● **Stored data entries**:
┏━━

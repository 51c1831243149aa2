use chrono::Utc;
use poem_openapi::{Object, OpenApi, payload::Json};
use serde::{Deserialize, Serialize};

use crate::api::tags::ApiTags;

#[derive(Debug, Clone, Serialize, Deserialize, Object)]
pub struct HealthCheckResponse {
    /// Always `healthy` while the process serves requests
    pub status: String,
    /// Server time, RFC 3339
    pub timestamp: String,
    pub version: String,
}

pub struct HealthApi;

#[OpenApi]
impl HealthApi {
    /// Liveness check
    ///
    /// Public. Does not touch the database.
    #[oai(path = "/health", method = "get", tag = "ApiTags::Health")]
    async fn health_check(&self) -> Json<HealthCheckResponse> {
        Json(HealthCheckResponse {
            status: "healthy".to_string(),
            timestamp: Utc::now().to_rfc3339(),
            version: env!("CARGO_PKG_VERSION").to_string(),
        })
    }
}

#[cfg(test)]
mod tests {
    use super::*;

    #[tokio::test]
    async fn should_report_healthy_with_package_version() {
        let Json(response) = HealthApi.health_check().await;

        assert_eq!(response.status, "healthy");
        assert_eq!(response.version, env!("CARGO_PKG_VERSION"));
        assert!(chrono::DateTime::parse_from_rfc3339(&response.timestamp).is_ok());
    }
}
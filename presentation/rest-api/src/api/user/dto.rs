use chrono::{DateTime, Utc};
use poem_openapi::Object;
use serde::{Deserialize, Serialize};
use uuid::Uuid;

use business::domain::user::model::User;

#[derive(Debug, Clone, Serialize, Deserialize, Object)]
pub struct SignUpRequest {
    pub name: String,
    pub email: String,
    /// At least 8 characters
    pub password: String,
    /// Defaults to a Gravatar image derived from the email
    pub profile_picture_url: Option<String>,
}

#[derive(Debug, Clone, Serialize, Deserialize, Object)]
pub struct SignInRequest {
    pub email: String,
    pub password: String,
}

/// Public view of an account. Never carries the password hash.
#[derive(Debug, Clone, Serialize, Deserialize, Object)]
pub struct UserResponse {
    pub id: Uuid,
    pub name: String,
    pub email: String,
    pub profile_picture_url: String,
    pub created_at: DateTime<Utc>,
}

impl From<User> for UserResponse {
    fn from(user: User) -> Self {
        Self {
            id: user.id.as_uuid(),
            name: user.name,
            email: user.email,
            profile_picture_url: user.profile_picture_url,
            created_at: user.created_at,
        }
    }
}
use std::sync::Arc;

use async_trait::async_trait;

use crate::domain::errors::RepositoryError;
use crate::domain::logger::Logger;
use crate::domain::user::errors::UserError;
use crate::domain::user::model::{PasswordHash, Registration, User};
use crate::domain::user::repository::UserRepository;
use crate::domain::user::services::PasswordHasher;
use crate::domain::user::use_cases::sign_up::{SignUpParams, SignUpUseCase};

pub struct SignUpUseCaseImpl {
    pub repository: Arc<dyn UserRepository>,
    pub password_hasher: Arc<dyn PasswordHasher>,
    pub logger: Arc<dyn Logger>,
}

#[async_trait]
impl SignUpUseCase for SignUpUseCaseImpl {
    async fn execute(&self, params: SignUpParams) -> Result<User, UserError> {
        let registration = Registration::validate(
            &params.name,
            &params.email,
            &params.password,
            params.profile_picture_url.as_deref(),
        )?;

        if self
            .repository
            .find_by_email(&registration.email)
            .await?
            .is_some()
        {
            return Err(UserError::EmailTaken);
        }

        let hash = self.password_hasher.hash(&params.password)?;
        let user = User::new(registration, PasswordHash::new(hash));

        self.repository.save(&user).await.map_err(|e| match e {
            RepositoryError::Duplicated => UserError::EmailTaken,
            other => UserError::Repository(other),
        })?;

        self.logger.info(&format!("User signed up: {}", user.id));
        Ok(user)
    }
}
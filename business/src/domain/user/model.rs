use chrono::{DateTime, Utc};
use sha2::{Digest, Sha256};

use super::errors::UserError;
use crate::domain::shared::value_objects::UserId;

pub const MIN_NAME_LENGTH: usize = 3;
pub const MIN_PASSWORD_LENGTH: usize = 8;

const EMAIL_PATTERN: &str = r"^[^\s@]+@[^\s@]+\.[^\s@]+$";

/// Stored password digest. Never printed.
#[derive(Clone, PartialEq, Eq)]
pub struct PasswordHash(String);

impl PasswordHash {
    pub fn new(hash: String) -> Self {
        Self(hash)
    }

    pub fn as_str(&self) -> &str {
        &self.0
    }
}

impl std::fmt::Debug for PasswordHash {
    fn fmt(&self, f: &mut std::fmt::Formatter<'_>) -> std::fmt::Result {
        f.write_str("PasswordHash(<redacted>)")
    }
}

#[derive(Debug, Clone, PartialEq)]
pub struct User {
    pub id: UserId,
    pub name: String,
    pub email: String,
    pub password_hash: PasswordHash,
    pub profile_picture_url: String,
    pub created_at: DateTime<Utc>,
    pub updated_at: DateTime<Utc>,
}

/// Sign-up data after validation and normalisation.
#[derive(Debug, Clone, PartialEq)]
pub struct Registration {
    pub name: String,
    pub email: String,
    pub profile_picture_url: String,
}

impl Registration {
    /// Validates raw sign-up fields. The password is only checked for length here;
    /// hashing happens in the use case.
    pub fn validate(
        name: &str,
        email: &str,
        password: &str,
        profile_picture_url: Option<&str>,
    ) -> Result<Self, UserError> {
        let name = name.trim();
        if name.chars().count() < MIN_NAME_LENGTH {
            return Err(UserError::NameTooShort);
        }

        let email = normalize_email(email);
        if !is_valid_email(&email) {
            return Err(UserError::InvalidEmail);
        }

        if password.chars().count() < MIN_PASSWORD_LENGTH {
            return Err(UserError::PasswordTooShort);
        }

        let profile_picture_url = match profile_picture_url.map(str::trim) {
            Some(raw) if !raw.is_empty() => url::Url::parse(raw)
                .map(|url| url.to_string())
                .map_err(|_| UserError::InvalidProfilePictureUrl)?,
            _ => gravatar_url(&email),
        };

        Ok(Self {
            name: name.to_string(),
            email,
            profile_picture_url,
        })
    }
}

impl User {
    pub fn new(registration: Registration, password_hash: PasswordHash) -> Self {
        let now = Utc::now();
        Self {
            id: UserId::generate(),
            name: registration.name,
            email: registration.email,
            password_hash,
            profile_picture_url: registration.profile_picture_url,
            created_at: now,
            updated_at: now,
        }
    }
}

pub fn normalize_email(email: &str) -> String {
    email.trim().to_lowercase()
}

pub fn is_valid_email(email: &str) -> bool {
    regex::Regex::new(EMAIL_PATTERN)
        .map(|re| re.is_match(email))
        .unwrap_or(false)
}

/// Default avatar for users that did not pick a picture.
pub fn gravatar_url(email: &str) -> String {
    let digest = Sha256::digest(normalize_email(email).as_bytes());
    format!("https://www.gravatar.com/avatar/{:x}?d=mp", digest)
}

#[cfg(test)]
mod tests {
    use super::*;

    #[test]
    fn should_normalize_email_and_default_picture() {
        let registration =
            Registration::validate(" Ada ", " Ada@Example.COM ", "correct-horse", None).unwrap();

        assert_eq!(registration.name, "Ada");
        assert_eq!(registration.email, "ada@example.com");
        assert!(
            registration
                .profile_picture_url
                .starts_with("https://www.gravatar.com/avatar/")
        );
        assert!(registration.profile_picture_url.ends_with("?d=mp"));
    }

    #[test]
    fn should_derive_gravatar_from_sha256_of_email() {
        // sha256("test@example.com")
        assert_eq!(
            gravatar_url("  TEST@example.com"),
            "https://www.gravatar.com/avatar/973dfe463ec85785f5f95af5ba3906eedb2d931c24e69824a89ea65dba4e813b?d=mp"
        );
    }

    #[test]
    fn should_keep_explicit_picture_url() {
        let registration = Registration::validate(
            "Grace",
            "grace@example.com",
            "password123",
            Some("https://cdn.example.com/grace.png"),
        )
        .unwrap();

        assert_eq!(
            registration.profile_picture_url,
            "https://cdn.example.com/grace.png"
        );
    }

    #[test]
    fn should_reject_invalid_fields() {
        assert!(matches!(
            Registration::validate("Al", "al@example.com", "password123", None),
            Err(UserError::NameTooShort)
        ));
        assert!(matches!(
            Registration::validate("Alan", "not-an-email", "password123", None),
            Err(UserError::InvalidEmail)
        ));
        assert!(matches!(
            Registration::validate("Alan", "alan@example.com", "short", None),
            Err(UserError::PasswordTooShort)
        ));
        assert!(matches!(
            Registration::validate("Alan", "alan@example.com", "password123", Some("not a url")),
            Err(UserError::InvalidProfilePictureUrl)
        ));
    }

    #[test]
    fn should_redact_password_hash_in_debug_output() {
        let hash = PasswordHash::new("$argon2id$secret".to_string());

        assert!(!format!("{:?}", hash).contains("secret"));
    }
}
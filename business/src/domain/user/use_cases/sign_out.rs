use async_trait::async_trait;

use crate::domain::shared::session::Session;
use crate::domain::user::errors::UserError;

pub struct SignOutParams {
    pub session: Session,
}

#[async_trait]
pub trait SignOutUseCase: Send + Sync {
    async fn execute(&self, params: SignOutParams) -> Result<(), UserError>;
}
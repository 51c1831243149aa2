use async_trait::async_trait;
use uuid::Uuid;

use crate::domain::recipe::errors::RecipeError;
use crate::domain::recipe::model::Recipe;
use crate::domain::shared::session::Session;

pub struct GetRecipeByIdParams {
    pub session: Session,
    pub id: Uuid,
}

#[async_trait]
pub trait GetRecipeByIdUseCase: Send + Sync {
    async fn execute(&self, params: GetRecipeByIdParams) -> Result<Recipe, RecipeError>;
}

┗━━

● **Task details**: In the entries above, find each line that has the word "HealthCheckResponse". Copy it.

● **Written answer**:
pub struct HealthCheckResponse {
    async fn health_check(&self) -> Json<HealthCheckResponse> {
        Json(HealthCheckResponse {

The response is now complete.